I was kind of waiting for the "why not SSR" argument. Did not disappoint. Going to apologize for the book on tape up front.

re: aspnetcore mvc, why not MVC?

Angular is an MV* as well, but that's beside the point. The server-side MVC architecture tends to be bloated an expensive in actual large applications; performance solutions always inevitably devolve "moar caching" when your issue turns out to be 'markup takes too long to compute' and you fail your SLA/SLC in load testing.

At the end of the day, you're using your own hardware to generate markup on the server, and that's just cost you don't have to take on, in addtion to redundant bandwidth expenses (before even talking about the absence of minification). I've seen too many companies with MVC apps, million dollar/year redis clusters that could be replaced with a small API, a JWT token and a few dozen lines of front end code, all to enable this particular golden hammer. All the commodity labour cost-compensation in the world won't solve that.

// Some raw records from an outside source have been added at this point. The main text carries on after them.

use crate::core::image::Signature;
use crate::error::DecodeError;
use image::ImageReader;
use image_hasher::{HashAlg, Hasher, HasherConfig};
use std::path::Path;

/// Produces perceptual signatures and scores the distance between them.
pub trait SignatureProvider {
    fn signature(&self, path: &Path) -> Result<Signature, DecodeError>;

    /// Normalized distance in `[0, 1]`; lower means more similar.
    fn distance(&self, a: &Signature, b: &Signature) -> f64;
}

/// Gradient-hash signatures computed with `image_hasher`.
pub struct PerceptualHasher {
    hasher: Hasher,
}

impl PerceptualHasher {
    pub const DEFAULT_HASH_SIZE: u32 = 16;

    pub fn new() -> Self {
        Self::with_hash_size(Self::DEFAULT_HASH_SIZE)
    }

    pub fn with_hash_size(size: u32) -> Self {
        let hasher = HasherConfig::new()
            .hash_alg(HashAlg::Gradient)
            .hash_size(size, size)
            .to_hasher();
        Self { hasher }
    }
}

impl Default for PerceptualHasher {
    fn default() -> Self {
        Self::new()
    }
}

impl SignatureProvider for PerceptualHasher {
    fn signature(&self, path: &Path) -> Result<Signature, DecodeError> {
        let img = ImageReader::open(path)?.with_guessed_format()?.decode()?;
        let hash = self.hasher.hash_image(&img);
        Ok(Signature::new(hash.as_bytes()))
    }

    fn distance(&self, a: &Signature, b: &Signature) -> f64 {
        hamming_distance(a.as_bytes(), b.as_bytes())
    }
}

/// Fraction of differing bits. Mismatched lengths are maximally distant.
pub fn hamming_distance(a: &[u8], b: &[u8]) -> f64 {
    if a.len() != b.len() || a.is_empty() {
        return 1.0;
    }
    let differing: u32 = a.iter().zip(b).map(|(x, y)| (x ^ y).count_ones()).sum();
    f64::from(differing) / (a.len() * 8) as f64
}
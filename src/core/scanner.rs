use crate::core::image::{ImageDecoder, ImageRecord};
use crate::error::DecodeError;
use crate::services::events::EventSink;
use indicatif::{ProgressBar, ProgressStyle};
use rayon::prelude::*;
use std::collections::HashSet;
use std::io;
use std::path::{Path, PathBuf};
use std::time::Instant;
use walkdir::WalkDir;

/// Extensions picked up when an input names a directory.
pub const IMAGE_EXTENSIONS: [&str; 8] = ["jpg", "jpeg", "png", "gif", "bmp", "tiff", "tif", "webp"];

fn has_image_extension(path: &Path) -> bool {
    path.extension()
        .and_then(|ext| ext.to_str())
        .is_some_and(|ext| IMAGE_EXTENSIONS.contains(&ext.to_lowercase().as_str()))
}

/// Resolves inputs to absolute paths, expanding directories into the images they hold.
///
/// Directories are read one level deep unless `recursive` is set. Files given
/// explicitly are kept whatever their extension. Repeated paths are dropped
/// after their first occurrence. Inputs and directory entries that cannot be
/// resolved are reported to `sink` and left out.
pub fn collect_inputs(inputs: &[PathBuf], recursive: bool, sink: &dyn EventSink) -> Vec<PathBuf> {
    let mut seen = HashSet::new();
    let mut paths = Vec::new();

    for input in inputs {
        let input = match std::path::absolute(input) {
            Ok(input) => input,
            Err(e) => {
                sink.skipped(input, &DecodeError::Io(e));
                continue;
            }
        };
        if input.is_dir() {
            expand_dir(&input, recursive, sink, &mut seen, &mut paths);
        } else if seen.insert(input.clone()) {
            paths.push(input);
        }
    }

    paths
}

fn expand_dir(
    dir: &Path,
    recursive: bool,
    sink: &dyn EventSink,
    seen: &mut HashSet<PathBuf>,
    paths: &mut Vec<PathBuf>,
) {
    let walker = WalkDir::new(dir)
        .min_depth(1)
        .max_depth(if recursive { usize::MAX } else { 1 })
        .sort_by_file_name();
    for entry in walker {
        let entry = match entry {
            Ok(entry) => entry,
            Err(e) => {
                let path = e.path().unwrap_or(dir).to_path_buf();
                sink.skipped(&path, &DecodeError::Io(io::Error::from(e)));
                continue;
            }
        };
        let path = entry.path();
        if entry.file_type().is_file()
            && has_image_extension(path)
            && seen.insert(path.to_path_buf())
        {
            paths.push(path.to_path_buf());
        }
    }
}

/// Turns paths into [`ImageRecord`]s by probing their dimensions.
pub struct Ingestor<'a> {
    decoder: &'a dyn ImageDecoder,
    show_progress: bool,
}

impl<'a> Ingestor<'a> {
    pub fn new(decoder: &'a dyn ImageDecoder) -> Self {
        Self {
            decoder,
            show_progress: false,
        }
    }

    pub fn with_progress(mut self, show_progress: bool) -> Self {
        self.show_progress = show_progress;
        self
    }

    /// Probes every path in parallel. Returned records keep the input order;
    /// unreadable paths are reported to `sink` and left out.
    pub fn ingest(&self, paths: &[PathBuf], sink: &dyn EventSink) -> Vec<ImageRecord> {
        let progress_bar = self.progress_bar(paths.len() as u64);
        let start = Instant::now();

        let results: Vec<_> = paths
            .par_iter()
            .map(|path| {
                let result = self.decoder.dimensions(path);
                progress_bar.inc(1);
                result
            })
            .collect();
        progress_bar.finish_and_clear();

        let mut records = Vec::with_capacity(paths.len());
        for (path, result) in paths.iter().zip(results) {
            match result {
                Ok(resolution) => {
                    tracing::debug!(path = %path.display(), %resolution, "Read metadata");
                    records.push(ImageRecord::new(path.clone(), resolution));
                }
                Err(error) => sink.skipped(path, &error),
            }
        }

        tracing::info!(
            images = records.len(),
            skipped = paths.len() - records.len(),
            elapsed = ?start.elapsed(),
            "Found {} images",
            records.len()
        );
        records
    }

    fn progress_bar(&self, len: u64) -> ProgressBar {
        if !self.show_progress {
            return ProgressBar::hidden();
        }
        let progress_bar = ProgressBar::new(len);
        if let Ok(style) = ProgressStyle::with_template("{spinner:.green} [{bar:40.cyan/blue}] {pos}/{len} {msg}") {
            progress_bar.set_style(style.progress_chars("=> "));
        }
        progress_bar.set_message("Reading images…");
        progress_bar
    }
}
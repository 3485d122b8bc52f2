use crate::core::duplicate::DuplicateDecision;
use crate::core::image::Resolution;
use crate::core::scatter::PlacementPlan;
use crate::services::filesystem::Transfer;
use crate::services::materializer::Outcome;
use anyhow::{Context, Result};
use chrono::Utc;
use serde::Serialize;
use std::collections::BTreeSet;
use std::fs;
use std::path::Path;

/// What a run decided and did, written with `--report`.
#[derive(Debug, Serialize)]
pub struct RunSummary {
    pub generated_at: String,
    pub dry_run: bool,
    pub inputs: usize,
    pub images: usize,
    #[serde(flatten)]
    pub details: RunDetails,
}

#[derive(Debug, Serialize)]
#[serde(tag = "command", rename_all = "lowercase")]
pub enum RunDetails {
    Dedup {
        threshold: f64,
        duplicates: Vec<DuplicateDecision>,
        deleted: Outcome,
    },
    Sort {
        transfer: Transfer,
        whitelist: Vec<String>,
        plan: PlacementPlan,
        directories_created: Outcome,
        placed: Outcome,
    },
}

impl RunDetails {
    pub fn sort(
        transfer: Transfer,
        whitelist: &BTreeSet<Resolution>,
        plan: PlacementPlan,
        directories_created: Outcome,
        placed: Outcome,
    ) -> Self {
        Self::Sort {
            transfer,
            whitelist: whitelist.iter().map(Resolution::to_string).collect(),
            plan,
            directories_created,
            placed,
        }
    }
}

impl RunSummary {
    pub fn new(dry_run: bool, inputs: usize, images: usize, details: RunDetails) -> Self {
        Self {
            generated_at: Utc::now().to_rfc3339(),
            dry_run,
            inputs,
            images,
            details,
        }
    }

    pub fn write(&self, path: &Path) -> Result<()> {
        let json = serde_json::to_string_pretty(self)?;
        fs::write(path, json)
            .with_context(|| format!("Failed to write report {}", path.display()))
    }
}
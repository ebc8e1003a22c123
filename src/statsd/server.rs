//! Single-threaded UDP ingestion server with periodic flushes.
//!
//! One dedicated thread owns the socket and the raw store, applies
//! datagrams in arrival order, and drives flushes plus backend fan-out
//! sequentially. Producers never touch any of this state.

use std::io::ErrorKind;
use std::net::UdpSocket;
use std::thread::JoinHandle;
use std::time::Duration;

use tracing::{debug, error, info, warn};

use crate::error::MetricsError;
use crate::MetricResult;

use super::backends::StatsBackendTrait;
use super::codec;
use super::flush::{flush_metrics, Stats};
use super::store::RawStore;
use super::tick;

/// The default server port.
pub const DEFAULT_PORT: u16 = 9999;

/// Receive buffer size; datagrams of this size or larger are discarded.
const RECV_BUF_SIZE: usize = 4096;

/// How long one loop iteration waits for a datagram. This bounds how
/// late a flush can fire under zero traffic.
const POLL_TIMEOUT: Duration = Duration::from_millis(250);

/// Events the server broadcasts to registered listeners.
#[derive(Debug, Clone, Copy, PartialEq, Eq)]
pub enum ServerEvent {
    /// An error occurred during server startup; the loop never ran.
    StartupFailed,
    /// The socket is bound and the loop is processing datagrams.
    Started,
    /// The server was stopped gracefully via the `stop` datagram.
    Stopped,
}

type FlushFn = Box<dyn FnMut() + Send>;
type ListenerFn = Box<dyn Fn(ServerEvent) + Send>;

/// Settings for a local in-process server instance.
///
/// # Example
///
/// ```no_run
/// use stout::{ConsoleBackend, FileBackend, Server, ServerConfig};
///
/// # fn main() -> stout::MetricResult<()> {
/// let cfg = ServerConfig::new(9999)
///     .flush_every(10)?                          // flush every 10 seconds
///     .add_backend(ConsoleBackend)               // dump stats to console
///     .add_backend(FileBackend::new("statsd.data"))
///     .add_server_listener(|event| println!("{event:?}"));
/// let server = Server::run(cfg)?;
/// # Ok(())
/// # }
/// ```
pub struct ServerConfig {
    port: u16,
    flush_period_ms: u64,
    pre_flush: FlushFn,
    listeners: Vec<ListenerFn>,
    backends: Vec<Box<dyn StatsBackendTrait + Send>>,
}

impl ServerConfig {
    /// Creates a configuration listening on `port`.
    #[must_use]
    pub fn new(port: u16) -> Self {
        Self {
            port,
            flush_period_ms: 60_000,
            pre_flush: Box::new(|| {}),
            listeners: Vec::new(),
            backends: Vec::new(),
        }
    }

    /// Sets the flush period. The default is 60 s.
    ///
    /// # Errors
    ///
    /// Returns a config error unless `period_s` is within `[1, 3600]`.
    pub fn flush_every(mut self, period_s: u64) -> MetricResult<Self> {
        if !(1..=3600).contains(&period_s) {
            return Err(MetricsError::Config(
                "valid flush period is 1-3600 s".to_owned(),
            ));
        }
        self.flush_period_ms = period_s * 1000;
        Ok(self)
    }

    /// Registers a callback invoked immediately before every flush. The
    /// default is a no-op. Useful for recording last-moment metrics.
    #[must_use]
    pub fn pre_flush(mut self, callback: impl FnMut() + Send + 'static) -> Self {
        self.pre_flush = Box::new(callback);
        self
    }

    /// Registers a backend. Backends receive every flush snapshot in
    /// registration order.
    #[must_use]
    pub fn add_backend(mut self, backend: impl StatsBackendTrait + Send + 'static) -> Self {
        self.backends.push(Box::new(backend));
        self
    }

    /// Registers a plain closure as a backend.
    ///
    /// # Example
    ///
    /// ```
    /// use stout::ServerConfig;
    ///
    /// let cfg = ServerConfig::new(9999)
    ///     .add_backend_fn(|stats| println!("{} timers", stats.timers.len()));
    /// ```
    #[must_use]
    pub fn add_backend_fn(self, callback: impl FnMut(&Stats) + Send + 'static) -> Self {
        self.add_backend(super::backends::FnBackend(callback))
    }

    /// Registers a listener for [`ServerEvent`] notifications. Multiple
    /// listeners are invoked in registration order.
    #[must_use]
    pub fn add_server_listener(
        mut self,
        callback: impl Fn(ServerEvent) + Send + 'static,
    ) -> Self {
        self.listeners.push(Box::new(callback));
        self
    }
}

impl Default for ServerConfig {
    fn default() -> Self {
        Self::new(DEFAULT_PORT)
    }
}

/// A running server instance.
pub struct Server {
    port: u16,
    handle: JoinHandle<()>,
}

impl Server {
    /// Starts the ingestion loop on a dedicated thread.
    ///
    /// Startup failures past this point (socket creation, bind) are
    /// reported asynchronously as [`ServerEvent::StartupFailed`].
    ///
    /// # Errors
    ///
    /// Returns an error when the server thread cannot be spawned.
    pub fn run(cfg: ServerConfig) -> MetricResult<Self> {
        let port = cfg.port;
        let handle = std::thread::Builder::new()
            .name("stout-metrics-server".to_owned())
            .spawn(move || serve(cfg))
            .map_err(MetricsError::StdIo)?;
        Ok(Self { port, handle })
    }

    /// Asks the server to stop by sending it the administrative `stop`
    /// datagram. Fire-and-forget: delivery shares the transport's lossy
    /// semantics.
    pub fn stop(&self) {
        debug!("sending stop cmd...");
        match UdpSocket::bind(("127.0.0.1", 0)) {
            Ok(socket) => {
                if let Err(err) = socket.send_to(b"stop", ("127.0.0.1", self.port)) {
                    debug!("sendto failed: {err}");
                }
            }
            Err(err) => debug!("cannot create stop socket: {err}"),
        }
    }

    /// Waits for the ingestion loop to exit.
    pub fn join(self) {
        if self.handle.join().is_err() {
            error!("server thread panicked");
        }
    }
}

fn notify(listeners: &[ListenerFn], event: ServerEvent) {
    for listener in listeners {
        listener(event);
    }
}

fn serve(mut cfg: ServerConfig) {
    let socket = match UdpSocket::bind(("0.0.0.0", cfg.port)) {
        Ok(socket) => socket,
        Err(err) => {
            error!("cannot bind server socket on port {}: {err}", cfg.port);
            notify(&cfg.listeners, ServerEvent::StartupFailed);
            return;
        }
    };
    if let Err(err) = socket.set_read_timeout(Some(POLL_TIMEOUT)) {
        error!("cannot set socket timeout: {err}");
        notify(&cfg.listeners, ServerEvent::StartupFailed);
        return;
    }

    info!("inproc server listening at port {}", cfg.port);

    let mut store = RawStore::default();
    let mut buf = [0_u8; RECV_BUF_SIZE];
    #[allow(clippy::cast_possible_wrap)]
    let flush_period = cfg.flush_period_ms as i64;
    let mut flush_anchor = tick::now();

    notify(&cfg.listeners, ServerEvent::Started);
    loop {
        match socket.recv_from(&mut buf) {
            Ok((len, _)) if len > 0 && len < RECV_BUF_SIZE => {
                let payload = &buf[..len];
                if payload == b"stop" {
                    debug!("received stop cmd, stopping server");
                    drop(socket);
                    notify(&cfg.listeners, ServerEvent::Stopped);
                    return;
                }
                match codec::parse(payload) {
                    Ok(event) => store.apply(event),
                    Err(err) => debug!("{err}"),
                }
            }
            Ok((len, _)) => debug!("discarding datagram of {len} bytes"),
            Err(err) if matches!(err.kind(), ErrorKind::WouldBlock | ErrorKind::TimedOut) => {}
            Err(err) => warn!("recvfrom failed: {err}"),
        }

        // checked on every iteration, datagram or not, so flushes still
        // happen under zero traffic
        if tick::since(flush_anchor) >= flush_period {
            flush_anchor = tick::now();
            (cfg.pre_flush)();
            let stats = flush_metrics(&mut store, cfg.flush_period_ms);
            for backend in &mut cfg.backends {
                let outcome = std::panic::catch_unwind(std::panic::AssertUnwindSafe(|| {
                    backend.emit(&stats)
                }));
                match outcome {
                    Ok(Ok(())) => {}
                    Ok(Err(err)) => error!("backend failed: {err}"),
                    Err(_) => error!("backend panicked"),
                }
            }
            debug!("flush took {} ms", tick::since(flush_anchor));
        }
    }
}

re: auth is better on the server, so say we all?

You're dealing with a token one way or the other. In a well-designed front end, you'll get the same role validation and policy that you get with aspnet (route guards, etc). The token -> claims blood-brain barrier is pretty much the same as it's always been, there's no inherent superiority there for a server scenario.

aside: if you ever find yourself saying, "BUT JWT HAS VISIBLE CLAIMS, IT'S NOT SECURE!!!," I might suggest that you're probably putting the wrong data into claims to begin with. Bonus: the token body can be an encrypted string, which gets some people back to their comfort zone but does not invalidate the first statement.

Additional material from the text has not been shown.